Mon premier choc a été Casarès dans Médée. C’est ça qui m’a fait écrire. Elle m’a inspiré des rôles. Elle a joué dans Quai Ouest et je m’en mords les doigts, parce que, pour quelqu’un comme elle, il faut écrire un grand rôle sur mesure, une pièce où elle est pratiquement seule. Je vais écrire une pièce pour Casarès, quelque chose que je prendrai dans le livre de Job.
Bernard-Marie Koltès
Serge Saada : Vous avez lu à France Culture un des premiers textes de Koltès, L’Héritage. Vous interprétiez le rôle d’Anne Agathe. Puis, vous avez joué au théâtre le rôle de Cécile dans Quai Ouest. Comment s’est passée votre rencontre avec Bernard-Marie Koltès et avec ses textes?
Maria Casarès : J’ai eu des rapports étranges avec Koltés. Finalement, nous nous sommes peu rencontrés. Il s’est développé entre nous un rapport mystérieux fait de petites touches. Un rapport pudique et en même temps très privé, très intime, comme si on se connaissait déjà et qu’on n’avait ainsi que des petits mots à se dire. J’avais avec Jean Genet des rapports semblables, même si je le connaissais un peu mieux. Avec Koltès, c’étaient des relations de grande amitié, un respect subtil et discret fait de soin et d’attention à l’égard de l’autre. Tout cela construit des rapports très rares et très forts.
On s’est rencontrés au moment où j’ai joué dans Quai Ouest mais aussi avant. Lorsqu’il a monté Les Paravents, Chéreau lui a demandé d’être là. Patrice s’entourait de gens pour avoir des avis différents et il lui a demandé de venir. C’est presque la première fois que j’ai rencontré Koltès. J’avais tout de suite l’impression qu’on s’était connus depuis toujours. Je me souviens que je lui ai dit : «Qu’est-ce que tu fais là ? » Il m’a répondu : «Chéreau m’a demandé de venir». Je lui ai dit : «Tu devrais être chez toi à écrire» (rires) et il n’est plus revenu aux répétitions.
Plus tard, pendant qu’on jouait Quai Ouest, il venait de temps en temps et ce qui m’a beaucoup frappée chez lui c’est sa présence. On aurait dit un nomade qui passait, qui regardait avec bienveillance et avec une luminosité exceptionnelle. ll passait avec une sorte de sympathie de sentiment, peut-être de compassion, mais dans le grand sens du mot, c’est-à-dire qu’il souffrait avec les gens qui étaient là et qui travaillaient. Il accompagnait cela d’une telle légereté qu’on se demandait où il «accrochait» sur terre. Quand on lui posait une question il pouvait y répondre, mais il évitait de nous dire des choses pour ne pas interférer dans le travail de Chéreau. Dès l’instant où c’était Patrice qui mettait en scène, il ne voulait pas y revenir.

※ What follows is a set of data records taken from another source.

//! RAX FTP Client - Entry Point
//!
//! Command-line front end over the session facade.

use std::error::Error;
use std::io::Write;
use std::path::PathBuf;
use std::process::ExitCode;

use clap::{Parser, Subcommand};
use log::{error, info};

use rax_ftp_client::utils::{level_for_verbosity, setup_logging};
use rax_ftp_client::{
    CancellationToken, ClientConfig, Flow, FtpSession, TransferMode, TransferRequest,
};

/// Command-line arguments
#[derive(Parser, Debug)]
#[command(author, version, about = "RAX FTP client")]
struct Args {
    /// Configuration file (extension optional, missing file is fine)
    #[arg(long, default_value = "config")]
    config: String,

    /// Server host, overrides the configuration
    #[arg(long)]
    host: Option<String>,

    #[arg(short, long)]
    port: Option<u16>,

    #[arg(short, long)]
    user: Option<String>,

    #[arg(long)]
    password: Option<String>,

    /// Use active mode (PORT)
    #[arg(long, conflicts_with = "epsv")]
    active: bool,

    /// Use extended passive mode (EPSV)
    #[arg(long)]
    epsv: bool,

    /// Include hidden entries in listings
    #[arg(short = 'a', long)]
    all: bool,

    /// Increase log verbosity (-v debug, -vv trace)
    #[arg(short, long, action = clap::ArgAction::Count)]
    verbose: u8,

    #[command(subcommand)]
    command: Action,
}

#[derive(Subcommand, Debug)]
enum Action {
    /// Parsed directory listing
    Ls { path: Option<String> },
    /// Names only
    Nlst { path: Option<String> },
    /// Download a file
    Get {
        remote: String,
        local: PathBuf,
        #[arg(long, default_value_t = 0)]
        offset: u64,
        /// Bytes to read, 0 reads to end of file
        #[arg(long, default_value_t = 0)]
        length: u64,
    },
    /// Upload a file
    Put {
        local: PathBuf,
        remote: String,
        #[arg(long, default_value_t = 0)]
        offset: u64,
    },
    Mkdir { path: String },
    Rmdir { path: String },
    Rm { path: String },
    Mv { from: String, to: String },
    /// Copy a remote file to another remote path
    Cp { from: String, to: String },
    /// Change permissions, mode in octal (e.g. 644)
    Chmod { mode: String, path: String },
    Size { path: String },
    Mdtm { path: String },
    /// Exit status 0 when the path is a directory
    IsDir { path: String },
    Pwd,
    Syst,
    /// Raw SITE command
    Site { arguments: Vec<String> },
}

fn progress_printer() -> impl FnMut(u64, Option<u64>) -> Flow + Send + 'static {
    |done, total| {
        match total {
            Some(total) if total > 0 => {
                eprint!("\r{} / {} bytes ({}%)", done, total, done * 100 / total)
            }
            _ => eprint!("\r{} bytes", done),
        }
        let _ = std::io::stderr().flush();
        Flow::Continue
    }
}

async fn run(args: Args, cancel: CancellationToken) -> Result<bool, Box<dyn Error>> {
    let mut config = ClientConfig::load_from(&args.config)?;
    if let Some(host) = args.host {
        config.host = host;
    }
    if let Some(port) = args.port {
        config.port = port;
    }
    if let Some(user) = args.user {
        config.username = user;
    }
    if let Some(password) = args.password {
        config.password = password;
    }
    if args.active {
        config.transfer_mode = TransferMode::Active;
    } else if args.epsv {
        config.transfer_mode = TransferMode::ExtendedPassive;
    }
    if args.all {
        config.show_hidden = true;
    }

    let mut session = FtpSession::new(config.credentials(), config.session_options());
    info!("Using {}", session.credentials());

    let mut success = true;
    match args.command {
        Action::Ls { path } => {
            for entry in session.list(path.as_deref(), &cancel).await? {
                let kind = if entry.is_directory() { 'd' } else { '-' };
                let modified = entry
                    .modified
                    .map(|m| m.format("%Y-%m-%d %H:%M").to_string())
                    .unwrap_or_default();
                match &entry.link_target {
                    Some(target) => println!(
                        "{} {:>12} {:16} {} -> {}",
                        kind, entry.size, modified, entry.name, target
                    ),
                    None => println!("{} {:>12} {:16} {}", kind, entry.size, modified, entry.name),
                }
            }
        }
        Action::Nlst { path } => {
            for name in session.name_list(path.as_deref(), &cancel).await? {
                println!("{}", name);
            }
        }
        Action::Get {
            remote,
            local,
            offset,
            length,
        } => {
            let request = TransferRequest::new(remote)
                .offset(offset)
                .length(length)
                .on_progress(progress_printer())
                .cancel_with(cancel.clone());
            let report = session.download_file(request, &local).await?;
            eprintln!();
            println!("{} bytes received", report.bytes);
        }
        Action::Put {
            local,
            remote,
            offset,
        } => {
            let request = TransferRequest::new(remote)
                .offset(offset)
                .on_progress(progress_printer())
                .cancel_with(cancel.clone());
            let report = session.upload_file(&local, request).await?;
            eprintln!();
            println!("{} bytes sent", report.bytes);
        }
        Action::Mkdir { path } => println!("{}", session.make_dir(&path).await?),
        Action::Rmdir { path } => session.remove_dir(&path).await?,
        Action::Rm { path } => session.delete_file(&path).await?,
        Action::Mv { from, to } => session.rename(&from, &to).await?,
        Action::Cp { from, to } => {
            let report = session.copy(&from, &to, &cancel).await?;
            println!("{} bytes copied", report.bytes);
        }
        Action::Chmod { mode, path } => {
            let mode = u32::from_str_radix(&mode, 8)?;
            session.chmod(&path, mode).await?;
        }
        Action::Size { path } => match session.file_size(&path).await? {
            Some(size) => println!("{}", size),
            None => {
                println!("{}: not found", path);
                success = false;
            }
        },
        Action::Mdtm { path } => println!("{}", session.last_modified(&path).await?.to_rfc3339()),
        Action::IsDir { path } => success = session.directory_exists(&path).await?,
        Action::Pwd => println!("{}", session.current_dir().await?),
        Action::Syst => println!("{}", session.system_type().await?),
        Action::Site { arguments } => println!("{}", session.site(&arguments.join(" ")).await?),
    }

    session.close().await?;
    Ok(success)
}

#[tokio::main]
async fn main() -> ExitCode {
    let args = Args::parse();
    setup_logging(level_for_verbosity(args.verbose));

    // Ctrl-C cancels the running operation; the engine aborts it cleanly
    let cancel = CancellationToken::new();
    let on_interrupt = cancel.clone();
    tokio::spawn(async move {
        if tokio::signal::ctrl_c().await.is_ok() {
            eprintln!("\nInterrupted, aborting...");
            on_interrupt.cancel();
        }
    });

    match run(args, cancel).await {
        Ok(true) => ExitCode::SUCCESS,
        Ok(false) => ExitCode::from(1),
        Err(e) => {
            error!("{}", e);
            eprintln!("error: {}", e);
            ExitCode::from(2)
        }
    }
}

ll intervenait quand il aimait beaucoup. Par exemple, je me souviens qu’un jour une scène qu’il a vue a totalement répondu à son appel. C’est la scène entre Isaach de Bankolé et moi, c’est-à-dire entre Abad et Cécile. Il l’a vue une fois et on a compris tout de suite qu’elle était telle qu’il l’avait imaginée ou rêvée. Il montrait son ravissement d’une façon très simple et en même temps on avait l’impression, ce qui est très rare, qu’on n’avait pas besoin de recommencer à être aussi juste. Il l’avait vue une fois et ça comptait pour toujours.
Je crois que Koltès est un baladeur, un errant qui regarde dans les confins des villes, dans les confins du monde, les endroits les plus éloignés, les plus perdus. À mon avis, ces confins vont devenir le centre du monde. L’Europe qui était le phare de l’humanité a vu les extrémités du monde s’implanter au centre et j’ai la profonde impression que dans ses pièces il place au centre tout ce qui était à la périphérie. En fait, le centre s’est momifié et c’est la circonférence qui commence à vivre, à entrer dans le centre, à le faire vivre et à devenir le centre. Quai Ouest serait maintenant au centre de la ville. Ce n’est pas dit, ce n’est pas explicité, mais je crois profondément que dans notre monde, dont les valeurs, les places et les lieux sont bouleversés, Quai Ouest se situerait, par exemple, à la place de la Concorde ou plutôt à la place de la Place de la Concorde.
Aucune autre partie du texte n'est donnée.